Coordinates: 38°52′13″N 77°04′27″W / 38.8702°N 77.0741°W / 38.8702; -77.0741

The front of Abbey Mausoleum in 1996.

Abbey Mausoleum was a mausoleum in Arlington County, Virginia, in the United States founded in 1924. One of the most luxurious burial places in the Washington, D.C., metropolitan area, many famous individuals, judges, and military leaders were buried there. The mausoleum encountered financial difficulties and declared bankruptcy in 1966. It suffered vandalism numerous times, and several graves were desecrated. Remains buried there were disinterred and reburied elsewhere, and it was demolished in February 2001. Several architectural features of the structure were salvaged.

Founding of Abbey MausoleumEdit

Floor plan of Abbey Mausoleum.

Abbey Mausoleum was built in 1924 by the U.S. Mausoleum Company.[1][2] The land was owned by the Syphax family.[1][3] Maria Custis Syphax, the matriarch of the family, was the mulatto daughter of George Washington Parke Custis, grandson of Martha Washington and founder of the Arlington Estate on the banks of the Potomac River (later the home of Robert E. Lee).[4] The Spyhax family sold the land to John Dormoyle in 1901, who then sold it to Frederick Rice in 1924. Rice subdivided the property into two lots, and sold one lot to the U.S. Mausoleum Corporation the same year.[3] The 18,000 square feet (1,700 m2) lot was rectangular in shape and located next to the Hobson Gate.[5]

The 50,193 square feet (4,663.1 m2)[1] structure was Neoclassical in style[6] (although it has also been described as Romanesque Revival).[2] The single-story structure was made of granite,[1] with the interior and exterior clad in white Italian marble.[1][7] The foundation was made of reinforced concrete, and the roof consisted of reinforced concrete ceiling, roof beams, and roof. The roof was externally clad in asphalt roofing materials. The entire structure was 19.5 feet (5.9 m) from grade to rooftop. The floor was a 6 inches (15 cm) marble base. Stained-glass windows by Tiffany & Co. provided light.[1] There were 654 crypts,[1] stacked six high below 16.3-foot (5.0 m) high ceilings. Crypts included 60 niches for cremated remains.[6] Interior light was provided by skylights.[8]

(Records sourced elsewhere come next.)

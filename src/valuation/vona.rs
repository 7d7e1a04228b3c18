// Value Over Next Available: the cost of waiting one more turn.
//
// The naive version compares a candidate against the next-ranked player at
// the position. That overstates the penalty: the next player may well be
// gone by your next turn, and the one after may not. The window version
// computes the *expected* value of the best alternative actually still on
// the board at your next pick, using the availability model.

use std::collections::HashMap;

use crate::player::{Player, PlayerId, PlayerPool};
use crate::valuation::availability::{availability, AvailabilityCurve};
use crate::valuation::normalize::NormalizedPool;

/// Probability mass below which further alternatives cannot matter.
const RESIDUAL_MASS_EPSILON: f64 = 1e-9;

// ---------------------------------------------------------------------------
// Positional rankings
// ---------------------------------------------------------------------------

/// Undrafted players grouped by position code, each list sorted descending
/// by normalized value. Hitters appear under every eligible position;
/// pitchers only under their classified role.
#[derive(Debug, Clone, Default)]
pub struct PositionRankings {
    by_position: HashMap<String, Vec<(PlayerId, f64)>>,
}

impl PositionRankings {
    pub fn build(undrafted: &[&Player], normalized: &NormalizedPool) -> Self {
        let mut by_position: HashMap<String, Vec<(PlayerId, f64)>> = HashMap::new();
        for player in undrafted {
            let value = normalized.value(player.id).unwrap_or(0.0);
            for position in player.positions() {
                by_position
                    .entry(position)
                    .or_default()
                    .push((player.id, value));
            }
        }
        for ranked in by_position.values_mut() {
            ranked.sort_by(|a, b| b.1.partial_cmp(&a.1).unwrap_or(std::cmp::Ordering::Equal));
        }
        PositionRankings { by_position }
    }

    /// Ranked (player, value) pairs at a position; empty when the position
    /// has no remaining players.
    pub fn at(&self, position: &str) -> &[(PlayerId, f64)] {
        self.by_position
            .get(position)
            .map(Vec::as_slice)
            .unwrap_or(&[])
    }

    pub fn positions(&self) -> impl Iterator<Item = &str> {
        self.by_position.keys().map(String::as_str)
    }
}

// ---------------------------------------------------------------------------
// VONA computation
// ---------------------------------------------------------------------------

/// Everything the VONA walk needs about the current draft moment.
pub struct VonaContext<'a> {
    pub pool: &'a PlayerPool,
    pub rankings: &'a PositionRankings,
    pub curve: &'a dyn AvailabilityCurve,
    pub current_pick: usize,
    pub picks_until_mine: u32,
}

/// Expected normalized value of the best alternative to `candidate` still
/// available at the evaluating team's next pick.
///
/// Alternatives are walked in descending value order; each contributes
/// `value x P(available) x P(every better alternative is gone)`. Once the
/// better-all-gone mass is exhausted, later alternatives cannot be the
/// realized replacement and the walk stops.
pub fn expected_replacement(
    ctx: &VonaContext<'_>,
    candidate_id: PlayerId,
    position: &str,
) -> f64 {
    let mut expected = 0.0;
    let mut p_better_gone = 1.0;

    for (alt_id, alt_value) in ctx.rankings.at(position) {
        if *alt_id == candidate_id {
            continue;
        }
        let Some(alt) = ctx.pool.get(*alt_id) else {
            continue;
        };
        let p_avail = availability(alt, ctx.current_pick, ctx.picks_until_mine, ctx.curve);
        expected += alt_value * p_avail * p_better_gone;
        p_better_gone *= 1.0 - p_avail;
        if p_better_gone < RESIDUAL_MASS_EPSILON {
            break;
        }
    }

    expected
}

/// Window VONA at one position: candidate value minus the expected realized
/// replacement. With no alternatives this degenerates to the candidate's
/// own value (the position empties behind them).
pub fn window_vona(
    ctx: &VonaContext<'_>,
    candidate: &Player,
    candidate_value: f64,
    position: &str,
) -> f64 {
    candidate_value - expected_replacement(ctx, candidate.id, position)
}

/// A player's overall VONA: the maximum window VONA across their eligible
/// positions. Pitchers evaluate only their classified role (their
/// `positions()` is role-only).
pub fn compute_vona(ctx: &VonaContext<'_>, candidate: &Player, candidate_value: f64) -> f64 {
    let mut best = f64::NEG_INFINITY;
    for position in candidate.positions() {
        best = best.max(window_vona(ctx, candidate, candidate_value, &position));
    }
    if best.is_finite() {
        best
    } else {
        candidate_value
    }
}

// ---------------------------------------------------------------------------
// Tests
// ---------------------------------------------------------------------------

Abbey Mausoleum contained two types of coffin vaults: a casket vaults and couch vaults.[a] Casket and couch vaults were made of concrete, and sometimes lined with paper. Once a vault was occupied, it would be sealed with concrete. A marble plate (or "shutter") was screwed into the wall to cover the vault.[b] Cremation niches were also made of concrete, but rarely lined with paper and not sealed with concrete. Their sole seal was the marble shutter.[3]

The mausoleum was constructed by the Stone Mountain Granite Corporation of Atlanta, Georgia.[3] Abbey Mausoleum was dedicated on March 26, 1926,[3] although it was completed in 1927.[7]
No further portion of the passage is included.